Pigeon Summer (2 page)

Read Pigeon Summer Online

Authors: Ann Turnbull

Mary, wanting to make things right again, said, “Dad, we’ve got a squeaker! Lavender and Lenin’s. I found it when I got home. And Dad, the hens are flying so well—”

“Mary!” her mother exclaimed, swinging round on her. “Your dad’s got more important things to think about than pigeons!”

But Dad’s eyes had brightened, as Mary hoped they would. She shot her mother a look of triumph.

“That’s good, Mary,” said Dad. “I’ll go down later.”

Mum ladled out soup for herself and Dad – a few spoonfuls for her, a bowlful for him.

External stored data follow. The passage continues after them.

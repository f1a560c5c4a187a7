//! Proxemy runner.
//!
//! Hosts the simulation engine on a game loop thread and drives it from
//! the command line, either in real time or as fast as possible.

pub mod control;
pub mod game_loop;
pub mod pilot;
pub mod state;

pub use proxemy_core as core;
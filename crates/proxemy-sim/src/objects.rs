//! Per-kind object state, stored as ECS components next to the shared
//! `Spatial`, `Collider` and `Renderable` components.
//!
//! Every damageable part owns a [`LifeContainer`] and an [`Outbox`]. Life
//! thresholds drive the part's state machine; the machine's callbacks only
//! write to the outbox, and the world applies the outbox (events, damaged
//! flag, self-destruction) once the hit has been processed.

use glam::DVec3;

use proxemy_ai::vessel::VesselBrain;
use proxemy_core::callbacks::CallbackCollection;
use proxemy_core::cannon::Cannon;
use proxemy_core::config::ModuleConfig;
use proxemy_core::constants::*;
use proxemy_core::enums::{GatlingMode, ModuleState, ShipState};
use proxemy_core::events::{EffectRequest, GameEvent};
use proxemy_core::fsm::StateMachine;
use proxemy_core::interfaces::ObjectId;
use proxemy_core::life::{Damageable, LifeContainer};
use proxemy_core::pattern::WeaponPattern;
use proxemy_core::types::{spherical_to_gl, SphericalVector};
use proxemy_core::Result;

/// Side effects requested by a part's callbacks.
#[derive(Debug, Default)]
pub struct Outbox {
    /// Where the part was when it was hit.
    pub position: DVec3,
    pub events: Vec<GameEvent>,
    /// Draw the part as damaged from now on.
    pub damaged: bool,
    /// Remove the part from the world.
    pub destroy: bool,
}

impl Outbox {
    pub fn take(&mut self) -> Outbox {
        std::mem::take(self)
    }
}

/// A damageable part with an outbox the world drains after each hit.
pub trait Part: Damageable {
    fn outbox_mut(&mut self) -> &mut Outbox;
}

/// Two bullets, left and right of the barrel, five times a second.
pub fn ship_pattern() -> Result<WeaponPattern> {
    WeaponPattern::new(SHIP_PATTERN_PERIOD)?
        .shot([-2.0, 0.0], 0.0)?
        .shot([2.0, 0.0], SHIP_PATTERN_PERIOD / 2.0)
}

// ---- Player ship ----

#[derive(Debug)]
pub struct Ship {
    pub life: LifeContainer,
    fsm: StateMachine<ShipState, Outbox>,
    outbox: Outbox,
    pub cannon: Cannon,
    pub pattern: WeaponPattern,
}

impl Ship {
    pub fn new(id: ObjectId, max_life: f64, pattern: WeaponPattern) -> Self {
        let mut fsm = StateMachine::new();
        fsm.add_state(ShipState::Flying);
        fsm.add_state(ShipState::Wrecked);
        fsm.add_transition(ShipState::Flying, ShipState::Wrecked)
            .add_callback(move |out: &mut Outbox| {
                out.events.push(GameEvent::Explosion {
                    effect: EffectRequest::wreck(out.position),
                });
                out.events.push(GameEvent::ShipDestroyed { id });
                out.destroy = true;
            });

        let mut outbox = Outbox::default();
        fsm.set_state(ShipState::Flying, &mut outbox);

        Self {
            life: LifeContainer::with_life(max_life),
            fsm,
            outbox,
            cannon: Cannon::new(SHIP_CANNON_OFFSET, CANNON_LENGTH),
            pattern,
        }
    }

    pub fn state(&self) -> Option<ShipState> {
        self.fsm.current()
    }
}

impl Damageable for Ship {
    fn life_container(&self) -> &LifeContainer {
        &self.life
    }

    fn life_container_mut(&mut self) -> &mut LifeContainer {
        &mut self.life
    }

    fn on_life_changed(&mut self) {
        if !self.life.is_alive() {
            self.fsm.call_transition(ShipState::Wrecked, &mut self.outbox);
        }
    }
}

impl Part for Ship {
    fn outbox_mut(&mut self) -> &mut Outbox {
        &mut self.outbox
    }
}

// ---- Escort vessel ----

#[derive(Debug)]
pub struct Vessel {
    pub brain: VesselBrain,
    pub life: LifeContainer,
    death: CallbackCollection<Outbox>,
    dead: bool,
    outbox: Outbox,
}

impl Vessel {
    pub fn new(id: ObjectId, life: f64, brain: VesselBrain) -> Self {
        let mut death = CallbackCollection::new();
        death.add_callback(move |out: &mut Outbox| {
            out.events.push(GameEvent::VesselDestroyed { id });
            out.events.push(GameEvent::Explosion {
                effect: EffectRequest::wreck(out.position),
            });
            out.destroy = true;
        });
        Self {
            brain,
            life: LifeContainer::with_life(life),
            death,
            dead: false,
            outbox: Outbox::default(),
        }
    }

    /// Callbacks fired once each time the vessel's life drops to zero.
    pub fn on_death(&mut self) -> &mut CallbackCollection<Outbox> {
        &mut self.death
    }

    pub fn is_dead(&self) -> bool {
        self.dead
    }
}

impl Damageable for Vessel {
    fn life_container(&self) -> &LifeContainer {
        &self.life
    }

    fn life_container_mut(&mut self) -> &mut LifeContainer {
        &mut self.life
    }

    fn on_life_changed(&mut self) {
        match (self.life.is_alive(), self.dead) {
            (false, false) => {
                self.dead = true;
                self.death.fire(&mut self.outbox);
            }
            (true, true) => self.dead = false,
            _ => {}
        }
    }
}

impl Part for Vessel {
    fn outbox_mut(&mut self) -> &mut Outbox {
        &mut self.outbox
    }
}

// ---- Boss ----

#[derive(Debug)]
pub struct Boss {
    pub radius: f64,
    pub modules: Vec<hecs::Entity>,
    death: CallbackCollection<Outbox>,
    dead: bool,
    outbox: Outbox,
}

impl Boss {
    pub fn new(id: ObjectId, radius: f64) -> Self {
        let mut death = CallbackCollection::new();
        death.add_callback(move |out: &mut Outbox| {
            out.events.push(GameEvent::BossDestroyed { id });
            out.events.push(GameEvent::Explosion {
                effect: EffectRequest::boss_death(out.position),
            });
            out.destroy = true;
        });
        Self {
            radius,
            modules: Vec::new(),
            death,
            dead: false,
            outbox: Outbox::default(),
        }
    }

    pub fn on_death(&mut self) -> &mut CallbackCollection<Outbox> {
        &mut self.death
    }

    /// Fire the death callbacks, once. Returns the resulting outbox.
    pub fn die(&mut self, position: DVec3) -> Outbox {
        if !self.dead {
            self.dead = true;
            self.outbox.position = position;
            self.death.fire(&mut self.outbox);
        }
        self.outbox.take()
    }
}

// ---- Boss module ----

#[derive(Debug)]
pub struct Module {
    pub boss: hecs::Entity,
    pub theta_range: [f64; 2],
    pub phi_range: [f64; 2],
    pub life: LifeContainer,
    fsm: StateMachine<ModuleState, Outbox>,
    outbox: Outbox,
    pub weapons: Vec<hecs::Entity>,
    /// Seconds left before each pending replacement turret appears.
    pub revive_timers: Vec<f64>,
}

impl Module {
    pub fn new(id: ObjectId, boss: hecs::Entity, config: &ModuleConfig, life: f64) -> Self {
        let mut fsm = StateMachine::new();
        fsm.add_state(ModuleState::FullLife);
        fsm.add_state(ModuleState::HalfBroken);
        fsm.add_state(ModuleState::Broken);
        fsm.add_transition(ModuleState::FullLife, ModuleState::HalfBroken)
            .add_callback(|out: &mut Outbox| out.damaged = true);
        fsm.add_transition(ModuleState::HalfBroken, ModuleState::Broken)
            .add_callback(move |out: &mut Outbox| {
                out.events.push(GameEvent::ModuleDestroyed { id });
                out.destroy = true;
            });

        let mut outbox = Outbox::default();
        fsm.set_state(ModuleState::FullLife, &mut outbox);

        Self {
            boss,
            theta_range: config.theta_range,
            phi_range: config.phi_range,
            life: LifeContainer::with_life(life),
            fsm,
            outbox,
            weapons: Vec::new(),
            revive_timers: Vec::new(),
        }
    }

    pub fn state(&self) -> Option<ModuleState> {
        self.fsm.current()
    }

    /// Whether the (theta, phi) pair lies in this module's rectangle.
    pub fn contains(&self, theta: f64, phi: f64) -> bool {
        let [theta_min, theta_max] = self.theta_range;
        let [phi_min, phi_max] = self.phi_range;
        (theta_min..=theta_max).contains(&theta) && (phi_min..=phi_max).contains(&phi)
    }

    /// Turret position on a boss of the given radius, at fractions of the
    /// module's theta and phi ranges.
    pub fn weapon_position(&self, center: DVec3, radius: f64, theta_ratio: f64, phi_ratio: f64) -> DVec3 {
        let lerp = |[min, max]: [f64; 2], t: f64| min + (max - min) * t;
        let spherical = SphericalVector::new(
            radius,
            lerp(self.theta_range, theta_ratio),
            lerp(self.phi_range, phi_ratio) - std::f64::consts::FRAC_PI_2,
        );
        center + spherical_to_gl(&spherical)
    }
}

impl Damageable for Module {
    fn life_container(&self) -> &LifeContainer {
        &self.life
    }

    fn life_container_mut(&mut self) -> &mut LifeContainer {
        &mut self.life
    }

    fn on_life_changed(&mut self) {
        let life = self.life.life().unwrap_or(0.0);
        let max_life = self.life.max_life().unwrap_or(0.0);
        if life < max_life / 2.0 {
            self.fsm.call_transition(ModuleState::HalfBroken, &mut self.outbox);
        }
        if life <= 0.0 {
            self.fsm.call_transition(ModuleState::Broken, &mut self.outbox);
        }
    }
}

impl Part for Module {
    fn outbox_mut(&mut self) -> &mut Outbox {
        &mut self.outbox
    }
}

// ---- Gatling turret ----

#[derive(Debug)]
pub struct Gatling {
    pub module: hecs::Entity,
    pub life: LifeContainer,
    pub mode: GatlingMode,
    /// Time since the last fire-mode coin flip.
    pub switch_timer: f64,
    /// Time since the last bullet.
    pub shoot_timer: f64,
    pub cannon: Cannon,
    id: ObjectId,
    dead: bool,
    outbox: Outbox,
}

impl Gatling {
    pub fn new(id: ObjectId, module: hecs::Entity) -> Self {
        Self {
            module,
            life: LifeContainer::with_life(GATLING_LIFE),
            mode: GatlingMode::Idle,
            switch_timer: 0.0,
            shoot_timer: 0.0,
            cannon: Cannon::new([0.0, 0.0], CANNON_LENGTH),
            id,
            dead: false,
            outbox: Outbox::default(),
        }
    }

    /// Seconds between two coin flips in the current mode.
    pub fn switch_period(&self) -> f64 {
        match self.mode {
            GatlingMode::Idle => GATLING_IDLE_SWITCH_PERIOD,
            GatlingMode::Shooting => GATLING_SHOOTING_SWITCH_PERIOD,
        }
    }
}

impl Damageable for Gatling {
    fn life_container(&self) -> &LifeContainer {
        &self.life
    }

    fn life_container_mut(&mut self) -> &mut LifeContainer {
        &mut self.life
    }

    fn on_life_changed(&mut self) {
        if !self.life.is_alive() && !self.dead {
            self.dead = true;
            self.outbox.events.push(GameEvent::WeaponDestroyed { id: self.id });
            self.outbox.events.push(GameEvent::Explosion {
                effect: EffectRequest::wreck(self.outbox.position),
            });
            self.outbox.destroy = true;
        }
    }
}

impl Part for Gatling {
    fn outbox_mut(&mut self) -> &mut Outbox {
        &mut self.outbox
    }
}
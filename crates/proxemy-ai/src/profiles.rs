//! Tuning profiles for escort vessels and their steering.
//!
//! Consolidates the parameters the vessel brain and the steering system
//! read, so tests and scenarios can tweak them without touching constants.

use glam::DVec2;

use proxemy_core::constants::*;
use proxemy_core::pattern::WeaponPattern;
use proxemy_core::Result;

/// Steering parameters.
#[derive(Debug, Clone, PartialEq)]
pub struct SteeringProfile {
    /// Follow intensity ramps from 0 at this distance...
    pub follow_min_distance: f64,
    /// ...to 1 at this one.
    pub follow_ref_distance: f64,
    /// Distance ahead of the target, along its forward, of the follow point.
    pub follow_lead: f64,
    pub follow_weight: f64,
    pub stay_visible_weight: f64,
    /// Repulsion band measured from the boss surface.
    pub boss_band: (f64, f64),
    /// Repulsion band between vessel centres.
    pub vessel_band: (f64, f64),
}

impl Default for SteeringProfile {
    fn default() -> Self {
        Self {
            follow_min_distance: FOLLOW_MIN_DISTANCE,
            follow_ref_distance: FOLLOW_REF_DISTANCE,
            follow_lead: FOLLOW_LEAD_DISTANCE,
            follow_weight: FOLLOW_WEIGHT,
            stay_visible_weight: STAY_VISIBLE_WEIGHT,
            boss_band: (AVOID_BOSS_MIN_DISTANCE, AVOID_BOSS_MAX_DISTANCE),
            vessel_band: (AVOID_VESSEL_MIN_DISTANCE, AVOID_VESSEL_MAX_DISTANCE),
        }
    }
}

/// Behaviour parameters of an escort vessel.
#[derive(Debug, Clone, PartialEq)]
pub struct VesselProfile {
    pub base_speed: f64,
    /// Speed multiplier while aiming.
    pub aim_speed_factor: f64,
    pub detection_period: f64,
    pub follow_change_period: f64,
    pub angular_tolerance: f64,
    /// Follow intensity under which a chasing vessel starts aiming.
    pub aim_threshold: f64,
    pub bullet_speed: f64,
    pub cannon_length: f64,
    pub follow_slots: Vec<DVec2>,
    pub steering: SteeringProfile,
}

impl Default for VesselProfile {
    fn default() -> Self {
        Self {
            base_speed: VESSEL_BASE_SPEED,
            aim_speed_factor: VESSEL_AIM_SPEED_FACTOR,
            detection_period: VESSEL_DETECTION_PERIOD,
            follow_change_period: VESSEL_FOLLOW_CHANGE_PERIOD,
            angular_tolerance: VESSEL_ANGULAR_TOLERANCE,
            aim_threshold: VESSEL_AIM_THRESHOLD,
            bullet_speed: VESSEL_BULLET_SPEED,
            cannon_length: VESSEL_CANNON_LENGTH,
            follow_slots: VESSEL_FOLLOW_SLOTS.iter().map(|s| DVec2::from(*s)).collect(),
            steering: SteeringProfile::default(),
        }
    }
}

/// Burst fired while aiming: three volleys of three bullets over a 2 s cycle.
pub fn vessel_pattern() -> Result<WeaponPattern> {
    let step = VESSEL_SHOOT_INTERVAL;
    WeaponPattern::new(10.0 * step)?
        .shot([0.0, 0.0], 0.0)?
        .shot([-5.0, 0.0], 0.0)?
        .shot([5.0, 0.0], 0.0)?
        .shot([0.0, 0.0], 2.0 * step)?
        .shot([0.0, 5.0], 2.0 * step)?
        .shot([0.0, -5.0], 2.0 * step)?
        .shot([0.0, 0.0], 4.0 * step)?
        .shot([5.0, 5.0], 4.0 * step)?
        .shot([-5.0, -5.0], 4.0 * step)
}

“What are we going to do?” she asked.

CHAPTER TWO

Mary knelt on the mat by the fire, watching her mother and Phyl clearing the table and putting the dishes in the sink. All through the meal Mum had talked, in a low anxious voice, about the expenses they faced: shoes for Lennie and Phyl, medicine for Doreen’s cough, the rent going up next month…

Dad still sat at the table. He hadn’t said anything, but Mary guessed that he had come to a decision, even before he reached home. He stood up, scraping his chair on the floor, and everyone turned to look at him.

“I’ll have to go and look for work,” he said. “Up Stafford way. Plenty of pits there. I’m sure to find something. Then I can send money home.”

“So it’s come to that,” Mum said.

“It won’t be for long. Things are sure to pick up around here soon. We’ve got a Labour Government now—”

“Labour!” Mum clattered the dishes in the sink. “The pit bosses will do what they want, Labour or no Labour.”

“Things will change,” said Dad. “It’ll take time.”

“They won’t get time,” said Mum. “They were out in eight months last time. What good did that do?”

There was silence. They had had this argument before.

Then Mum said, “How will you live, while you’re looking for work? Where will you sleep?”

“I’ll find somewhere.”

“Doss-houses.”

“Most like, yes.” He turned to the girls. “You must help your mother while I’m away.”

Phyl said, “But, Dad, I’m going away, too, remember?”

Phyl was leaving home on Saturday and going into service as a maid at a big house out in the country, eight miles away. It had all been arranged several months ago.

“I
hadn’t forgotten,” said Mum. “Oh, Phyl, I’m glad you’ve got a job, but I could have wished you’d got fixed up at the china works or in a shop – something local. It would have been a help, to have you here.”

Meaning I’m not a help, thought Mary.

There were times when Mary resented Phyl. Phyl was her mother’s girl. She even looked like Mum: thin and quick moving, with straight dark hair and grey eyes. Phyl always managed to do the right thing: always noticed when the baby needed changing or the washing bringing in. She wrote neatly and could sew with neat, fast stitches. Mary’s sewing invariably ended up dirty, uneven and spotted with blood. Mary had once overheard Mrs Lloyd, next door, saying of Phyl, “She’s a little treasure around the house, that one.” She wondered what people said about her. They wouldn’t call her a little treasure. They might say, “That Mary that’s always round the pigeons” (disapprovingly, because girls weren’t supposed to like pigeons) or, “That big dreamy lump – you’d never think she was Phyl Dyer’s sister”.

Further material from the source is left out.